Re: [PATCH 1/3] Disable generating store vector pair.

2022-06-08 Thread Peter Bergner via Gcc-patches
On 6/7/22 10:16 PM, Michael Meissner wrote:
> Otherwise it is like the mess with -mpower8-fusion, where going from power8 to
> power9 we have to clear the fusion flag.  If store vector pair is a postive
> flag, then it isn't set in power10 flags, but it might be set in next cpu
> flags.  But if it is a negative flag, we have to explicitly clear it.

Ok, I completely forgot about this specific issue and its negative affect on
inlining, so I agree it's a bad idea.  Request withdrawn. :-) 

Peter




Re: [PATCH 1/3] Disable generating store vector pair.

2022-06-08 Thread will schmidt via Gcc-patches
On Tue, 2022-06-07 at 23:16 -0400, Michael Meissner wrote:
> On Tue, Jun 07, 2022 at 07:59:34PM -0500, Peter Bergner wrote:
> > On 6/7/22 4:24 PM, Segher Boessenkool wrote:
> > > On Tue, Jun 07, 2022 at 04:17:04PM -0500, Peter Bergner wrote:
> > > > I think I mentioned this offline, but I'd prefer a negative target flag,
> > > > something like TARGET_NO_STORE_VECTOR_PAIR that defaults to off, 
> > > > meaning we'd
> > > > generate stxvp by default.
> > > 
> > > NAK.  All negatives should be -mno-xxx with -mxxx the corresponding
> > > positive.  All of them.
> > 
> > That's not what I was asking for.  I totally agree that 
> > -mno-store-vector-pair
> > should disable generating stxvp and that -mstore-vector-pair should enable
> > generating it.  What I asked for was that the internal flag we use to enable
> > and disable it should be a negative flag, where TARGET_NO_STORE_VECTOR_PAIR 
> > is
> > true when we use -mno-store-vector-pair and false when using 
> > -mstore-vector-pair.
> > That way we can add that flag to power10's rs6000-cpu.def entry and then 
> > we're
> > done.  What I don't want to have to do is that if/when power87 is released, 
> > we
> > still have to add TARGET_STORE_VECTOR_PAIR its rs6000-cpu.def entry just to
> > get stxvp insns generated.  That adds a cost to every cpu after power10 
> > since
> > we'd have to remember to add that flag to every follow-on cpu.
> 
> FWIW, I really dislike having negative flags like that (just talking about the
> option mask internals, not the user option).

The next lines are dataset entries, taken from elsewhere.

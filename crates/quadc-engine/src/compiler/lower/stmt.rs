//! Statement Lowering

use super::control_flow::{IfLabels, LoopLabels};
use super::expr::LValue;
use super::{LowerError, Lowerer};
use crate::compiler::ir::{Operand, Quad, QuadOp};
use crate::parser::ast::*;

impl<'a> Lowerer<'a> {
    pub(super) fn lower_statement(&mut self, stmt: &Statement) -> Result<(), LowerError> {
        match stmt {
            Statement::Block(block) => self.lower_block(block),
            Statement::VarDecl(decl) => self.lower_var_decl(decl),
            Statement::If(s) => self.lower_if(s),
            Statement::While(s) => self.lower_while(s),
            Statement::For(s) => self.lower_for(s),
            Statement::Return(s) => {
                let value = match &s.value {
                    Some(value) => Some(self.lower_value(value)?),
                    None => None,
                };
                self.emit(Quad::ret(value));
                Ok(())
            }
            Statement::Expression(s) => self.lower_effect(&s.expression),
            Statement::Empty(_) => Ok(()),
        }
    }

    fn lower_block(&mut self, block: &Block) -> Result<(), LowerError> {
        let outer = self.scope;
        self.scope = self.analysis.scope_of(block.id).ok_or_else(|| LowerError::Internal {
            message: format!("block at {} has no scope", block.span),
        })?;
        let result = block
            .statements
            .iter()
            .try_for_each(|stmt| self.lower_statement(stmt));
        self.scope = outer;
        result
    }

    /// Initializers are lowered as plain assignments; bare declarations emit nothing
    fn lower_var_decl(&mut self, decl: &VarDecl) -> Result<(), LowerError> {
        for d in &decl.declarators {
            if let Some(init) = &d.init {
                let location = LValue::Direct(Operand::Variable(self.binding(d.id)?));
                let value = self.lower_value(init)?;
                self.emit(location.store(value));
            }
        }
        Ok(())
    }

    fn lower_if(&mut self, s: &IfStatement) -> Result<(), LowerError> {
        let labels = IfLabels::new(&mut self.labels, s.else_branch.is_some());

        self.lower_condition(&s.condition, labels.then_label, labels.false_target())?;
        self.emit(Quad::label(labels.then_label));
        self.lower_statement(&s.then_branch)?;

        if let (Some(else_branch), Some(else_label)) = (&s.else_branch, labels.else_label) {
            if !self.ends_with(&[QuadOp::Return, QuadOp::Goto]) {
                self.emit(Quad::goto(labels.end_label));
            }
            self.emit(Quad::label(else_label));
            self.lower_statement(else_branch)?;
        }

        self.emit(Quad::label(labels.end_label));
        Ok(())
    }

    fn lower_while(&mut self, s: &WhileStatement) -> Result<(), LowerError> {
        let labels = LoopLabels::new(&mut self.labels);

        self.emit(Quad::goto(labels.eval));
        self.emit(Quad::label(labels.top));
        self.lower_statement(&s.body)?;
        self.emit(Quad::label(labels.eval));
        self.lower_condition(&s.condition, labels.top, labels.end)?;
        self.emit(Quad::label(labels.end));
        Ok(())
    }

    /// Like `while`, with the init before the loop and the update after the body
    fn lower_for(&mut self, s: &ForStatement) -> Result<(), LowerError> {
        if let Some(init) = &s.init {
            self.lower_effect(init)?;
        }

        let labels = LoopLabels::new(&mut self.labels);
        self.emit(Quad::goto(labels.eval));
        self.emit(Quad::label(labels.top));
        self.lower_statement(&s.body)?;
        if let Some(update) = &s.update {
            self.lower_effect(update)?;
        }

        self.emit(Quad::label(labels.eval));
        match &s.condition {
            Some(cond) => self.lower_condition(cond, labels.top, labels.end)?,
            None => {
                self.emit(Quad::goto(labels.top));
            }
        }
        self.emit(Quad::label(labels.end));
        Ok(())
    }
}
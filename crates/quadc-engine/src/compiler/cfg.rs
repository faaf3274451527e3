//! Control-flow graph construction
//!
//! Partitions a function's flat quad list into maximal basic blocks and
//! links them. A block ends at a `Goto`, a conditional branch or a `Return`,
//! or right before a `Label`. A conditional branch directly followed by a
//! `Goto` ends its block on that `Goto`, so the pair acts as a two-way exit.

use super::ir::{BasicBlock, BasicBlockId, IrFunction, Label, QuadId, QuadList, QuadOp};
use log::{debug, trace};
use rustc_hash::FxHashMap;
use thiserror::Error;

/// CFG construction errors
///
/// Labels are compiler-generated, so these indicate a lowering bug.
#[derive(Debug, Error, Clone, PartialEq, Eq)]
pub enum CfgError {
    #[error("branch to undefined label {label} in function '{function}'")]
    UndefinedLabel { label: Label, function: String },
}

/// Build the CFG of `func` and attach its blocks
pub fn build_function_cfg(func: &mut IrFunction) -> Result<(), CfgError> {
    func.blocks = build_cfg(&func.name, &func.quads)?;
    debug!(
        "built CFG for '{}': {} blocks, {} edges",
        func.name,
        func.block_count(),
        func.edge_count()
    );
    Ok(())
}

/// Partition `quads` into basic blocks with predecessor and successor edges
pub fn build_cfg(function: &str, quads: &QuadList) -> Result<Vec<BasicBlock>, CfgError> {
    let mut blocks = discover_blocks(quads);
    let labels = index_labels(&blocks, quads);
    link_edges(function, &mut blocks, quads, &labels)?;
    Ok(blocks)
}

/// Single forward pass splitting the list into blocks
fn discover_blocks(quads: &QuadList) -> Vec<BasicBlock> {
    let list = quads.as_slice();
    let mut blocks = Vec::new();
    let mut start = 0usize;
    let mut i = 0usize;

    while i < list.len() {
        let op = list[i].op;
        if op.is_cond_branch() && list.get(i + 1).is_some_and(|q| q.op == QuadOp::Goto) {
            i += 1;
        }

        let ends_here = op.is_terminator()
            || list.get(i + 1).map_or(true, |q| q.op == QuadOp::Label);
        if ends_here {
            let id = BasicBlockId(blocks.len() as u32);
            trace!("{}: q{}..=q{}", id, start, i);
            blocks.push(BasicBlock::new(id, QuadId(start as u32), QuadId(i as u32)));
            start = i + 1;
        }
        i += 1;
    }

    blocks
}

/// Map each label to the block it starts
fn index_labels(blocks: &[BasicBlock], quads: &QuadList) -> FxHashMap<Label, BasicBlockId> {
    blocks
        .iter()
        .filter_map(|block| {
            quads
                .get(block.first)
                .and_then(|q| q.defined_label())
                .map(|label| (label, block.id))
        })
        .collect()
}

fn link_edges(
    function: &str,
    blocks: &mut [BasicBlock],
    quads: &QuadList,
    labels: &FxHashMap<Label, BasicBlockId>,
) -> Result<(), CfgError> {
    let lookup = |label: Label| {
        labels
            .get(&label)
            .copied()
            .ok_or_else(|| CfgError::UndefinedLabel {
                label,
                function: function.to_string(),
            })
    };

    let count = blocks.len();
    let mut edges: Vec<(BasicBlockId, BasicBlockId)> = Vec::new();

    for (index, block) in blocks.iter().enumerate() {
        let next = (index + 1 < count).then(|| BasicBlockId(index as u32 + 1));
        let window = block.quads(quads);
        let exit = match window.last() {
            Some(quad) => quad,
            None => continue,
        };

        match exit.op {
            QuadOp::Goto => {
                // Taken edge of a paired conditional branch first
                if let [.., branch, _] = window {
                    if branch.op.is_cond_branch() {
                        if let Some(label) = branch.target_label() {
                            edges.push((block.id, lookup(label)?));
                        }
                    }
                }
                if let Some(label) = exit.target_label() {
                    edges.push((block.id, lookup(label)?));
                }
            }
            op if op.is_cond_branch() => {
                if let Some(label) = exit.target_label() {
                    edges.push((block.id, lookup(label)?));
                }
                if let Some(next) = next {
                    edges.push((block.id, next));
                }
            }
            QuadOp::Return => {}
            _ => {
                if let Some(next) = next {
                    edges.push((block.id, next));
                }
            }
        }
    }

    for (from, to) in edges {
        blocks[from.0 as usize].add_succ(to);
        blocks[to.0 as usize].add_pred(from);
    }
    Ok(())
}

#[cfg(test)]
mod tests {
    use super::*;
    use crate::compiler::ir::{Operand, Quad};
    use crate::parser::checker::SymbolId;

    fn list(quads: Vec<Quad>) -> QuadList {
        let mut list = QuadList::new();
        for quad in quads {
            list.push(quad);
        }
        list
    }

    fn v(n: u32) -> Operand {
        Operand::Variable(SymbolId(n))
    }

    fn succs(blocks: &[BasicBlock], i: usize) -> Vec<u32> {
        blocks[i].succs.iter().map(|b| b.0).collect()
    }

    #[test]
    fn test_straight_line_is_one_block() {
        let quads = list(vec![
            Quad::enter(SymbolId(0)),
            Quad::copy(Operand::int(1, 4), v(1)),
            Quad::ret(Some(v(1))),
        ]);
        let blocks = build_cfg("f", &quads).unwrap();
        assert_eq!(blocks.len(), 1);
        assert_eq!((blocks[0].first, blocks[0].last), (QuadId(0), QuadId(2)));
        assert!(blocks[0].succs.is_empty());
    }

    #[test]
    fn test_paired_branch_forms_two_way_exit() {
        let quads = list(vec![
            Quad::enter(SymbolId(0)),
            Quad::branch(QuadOp::IfEq, v(1), Operand::int(0, 4), Label(0)),
            Quad::goto(Label(1)),
            Quad::label(Label(0)),
            Quad::ret(None),
            Quad::label(Label(1)),
            Quad::ret(None),
        ]);
        let blocks = build_cfg("f", &quads).unwrap();
        assert_eq!(blocks.len(), 3);
        assert_eq!(blocks[0].last, QuadId(2));
        assert_eq!(succs(&blocks, 0), vec![1, 2]);
        assert!(blocks[1].succs.is_empty());
        assert!(blocks[2].succs.is_empty());
        assert_eq!(blocks[2].preds, vec![BasicBlockId(0)]);
    }

    #[test]
    fn test_unpaired_branch_falls_through() {
        let quads = list(vec![
            Quad::enter(SymbolId(0)),
            Quad::branch(QuadOp::IfLt, v(1), v(2), Label(0)),
            Quad::copy(v(1), v(2)),
            Quad::label(Label(0)),
            Quad::ret(None),
        ]);
        let blocks = build_cfg("f", &quads).unwrap();
        assert_eq!(blocks.len(), 3);
        assert_eq!(succs(&blocks, 0), vec![2, 1]);
        assert_eq!(succs(&blocks, 1), vec![2]);
        assert_eq!(blocks[2].preds.len(), 2);
    }

    #[test]
    fn test_label_starts_block_and_fallthrough_links() {
        let quads = list(vec![
            Quad::enter(SymbolId(0)),
            Quad::label(Label(5)),
            Quad::copy(v(1), v(2)),
            Quad::goto(Label(5)),
        ]);
        let blocks = build_cfg("f", &quads).unwrap();
        assert_eq!(blocks.len(), 2);
        assert_eq!(succs(&blocks, 0), vec![1]);
        assert_eq!(succs(&blocks, 1), vec![1]);
        assert_eq!(blocks[1].preds, vec![BasicBlockId(0), BasicBlockId(1)]);
    }

    #[test]
    fn test_undefined_label() {
        let quads = list(vec![Quad::enter(SymbolId(0)), Quad::goto(Label(7))]);
        let err = build_cfg("f", &quads).unwrap_err();
        assert_eq!(
            err,
            CfgError::UndefinedLabel {
                label: Label(7),
                function: "f".to_string()
            }
        );
        assert_eq!(err.to_string(), "branch to undefined label __L7__ in function 'f'");
    }
}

I can't tell there is agreement in either direction, i'll throw some
comments out and see if that helps make a decision. 

I agree with avoiding the negative flags.  Whenever I run across a code
snippet reading  "if (! TARGET_NOT_FOO) ... " it's time to double-check 
everything.  :-)  

If the proposal is to have "TARGET_NO_STORE_VECTOR_PAIR" set to "off",
I'd counter propose whatever variation possible to drop the "NO" from
the string. i.e. "TARGET_STORE_VECTOR_PAIR" set to however it makes
sense to indicate enabled, or not.

All that said, .. with a strong preference to have the internal flags
matching the option flags as closely as possible.


> 
> I don't view the cost to add one postive flag to the next CPU as bad, as it
> will be a one time cost.  Presumably it would be set also next++ CPU.  This is
> like power8 is all of the power7 flags + new flags.  Power9 is all of the
> power8 flags + new flags.  I.e. in general it is cumulative.  Yes, I'm aware
> there are times when there are breaks, but hopefully those are rare.

This sounds reasonable.   Some weight could be added for which way to
bias the flag based on a guess of what the 'power87' release will
allow, but ultimately that shouldn't really matter. 

And no, power87 isnt' real AFAIK,.. I'm just repeating the example
provided by Peter :-) 

Thanks
-Will

> 
> Otherwise it is like the mess with -mpower8-fusion, where going from power8 to
> power9 we have to clear the fusion flag.  If store vector pair is a postive
> flag, then it isn't set in power10 flags, but it might be set in next cpu
> flags.  But if it is a negative flag, we have to explicitly clear it.
> 
> We can do it, but I just prefer to go with the positive flag approach.
> 



Re: [PATCH 1/3] Disable generating store vector pair.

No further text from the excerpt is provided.